Koozali.org: home of the SME Server

Obsolete Releases => SME 8.x Contribs => Topic started by: Bozely on June 04, 2013, 02:01:57 PM

Title: qmail badhelo block top level domain
Post by: Bozely on June 04, 2013, 02:01:57 PM

I have smeserver-wbl installed and have been adding entries to block various senders but I am finding emails continue to bypass the checks. At first I thought smeserver-wbl was not working but when examining the email headers found HELO sub domains are continually changing.

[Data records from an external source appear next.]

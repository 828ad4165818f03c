//! `BleAdapter`: the external GATT central+peripheral boundary (design spec
//! §4.5 "a BLE adapter capable of GATT central+peripheral and scanning").
//!
//! `raven-ble` never talks to a real radio; a platform integration provides
//! a concrete `BleAdapter`, while the manager's own tests exercise the
//! [`MockBleAdapter`] below.

use crate::connection::DeviceAddress;
use crate::power::DutyCycle;
use crate::Result;

/// A discovered device advertising the mesh's GATT service.
#[derive(Clone, Debug)]
pub struct Discovered {
    pub address: DeviceAddress,
    pub rssi: i16,
}

/// The GATT I/O boundary the connection manager drives.
///
/// Implementors own the actual Bluetooth radio. All methods are
/// fallible since they cross a hardware boundary; the manager treats a
/// failure here as a connection-level retry trigger, not necessarily a
/// fatal error (see design spec §7 for the degraded-mode distinction).
pub trait BleAdapter: Send + Sync {
    /// Begin advertising the mesh GATT service as a peripheral.
    fn start_advertising(&self) -> impl std::future::Future<Output = Result<()>> + Send;

    /// Stop advertising.
    fn stop_advertising(&self) -> impl std::future::Future<Output = Result<()>> + Send;

    /// Begin scanning for the mesh GATT service as a central, applying the
    /// given duty cycle.
    fn start_scanning(&self, duty_cycle: DutyCycle) -> impl std::future::Future<Output = Result<()>> + Send;

    /// Stop scanning.
    fn stop_scanning(&self) -> impl std::future::Future<Output = Result<()>> + Send;

    /// Connect to a discovered device as a GATT client, returning an
    /// opaque platform handle for the new connection.
    fn connect(&self, address: &str) -> impl std::future::Future<Output = Result<u64>> + Send;

    /// Tear down a connection, client or server side.
    fn disconnect(&self, address: &str) -> impl std::future::Future<Output = Result<()>> + Send;

    /// Write a packet's bytes to a connected device (client write or
    /// server notify, depending on role).
    fn write(&self, address: &str, data: &[u8]) -> impl std::future::Future<Output = Result<()>> + Send;
}

#[cfg(test)]
pub use mock::MockBleAdapter;

#[cfg(test)]
mod mock {
    use super::*;
    use std::sync::Mutex;

    /// In-memory `BleAdapter` double: records calls instead of touching
    /// real hardware.
    #[derive(Default)]
    pub struct MockBleAdapter {
        pub writes: Mutex<Vec<(DeviceAddress, Vec<u8>)>>,
        pub connected: Mutex<Vec<DeviceAddress>>,
        pub advertising: Mutex<bool>,
        pub scanning: Mutex<Option<DutyCycle>>,
        next_handle: Mutex<u64>,
    }

    impl MockBleAdapter {
        pub fn new() -> Self {
            Self::default()
        }
    }

    impl BleAdapter for MockBleAdapter {
        async fn start_advertising(&self) -> Result<()> {
            *self.advertising.lock().unwrap() = true;
            Ok(())
        }

        async fn stop_advertising(&self) -> Result<()> {
            *self.advertising.lock().unwrap() = false;
            Ok(())
        }

        async fn start_scanning(&self, duty_cycle: DutyCycle) -> Result<()> {
            *self.scanning.lock().unwrap() = Some(duty_cycle);
            Ok(())
        }

        async fn stop_scanning(&self) -> Result<()> {
            *self.scanning.lock().unwrap() = None;
            Ok(())
        }

        async fn connect(&self, address: &str) -> Result<u64> {
            self.connected.lock().unwrap().push(address.to_string());
            let mut handle = self.next_handle.lock().unwrap();
            *handle += 1;
            Ok(*handle)
        }

        async fn disconnect(&self, address: &str) -> Result<()> {
            self.connected.lock().unwrap().retain(|a| a != address);
            Ok(())
        }

        async fn write(&self, address: &str, data: &[u8]) -> Result<()> {
            self.writes.lock().unwrap().push((address.to_string(), data.to_vec()));
            Ok(())
        }
    }
}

I was reading the below post regarding wildcards for badhelo entries so as to block all sub-domains of a top level domain

http://forums.contribs.org/index.php/topic,43688.msg208703.html#msg208703 (http://forums.contribs.org/index.php/topic,43688.msg208703.html#msg208703)

mail1.spammer.com
mail2.spammer.com
mail3.spammer.com

with a single entry like

spammer.com

pwalter suggested using the code found here

http://www.nntp.perl.org/group/perl.qpsmtpd/2004/06/msg1422.html

Could anyone shed some light on how to implement this solution or if you know of more suitable solutions to the issue?

Thanks,

Title: Re: qmail badhelo block top level domain
Post by: Knuddi on June 07, 2013, 10:04:46 PM

I am actually just now running some tests to see whether a incorrect HELO/EHLO command should be reason to reject mails. The SMTP standard requires the EHLO/HELO command to be following by a FQDN which for many spammers is not the case. I can unfortunately also see that some legitimate mails are sent with incorrect FQDN.

I am not sure that this will help much - the EHLO/EHLO command does not always reflect the sending domain, especially if the server hosts many domains.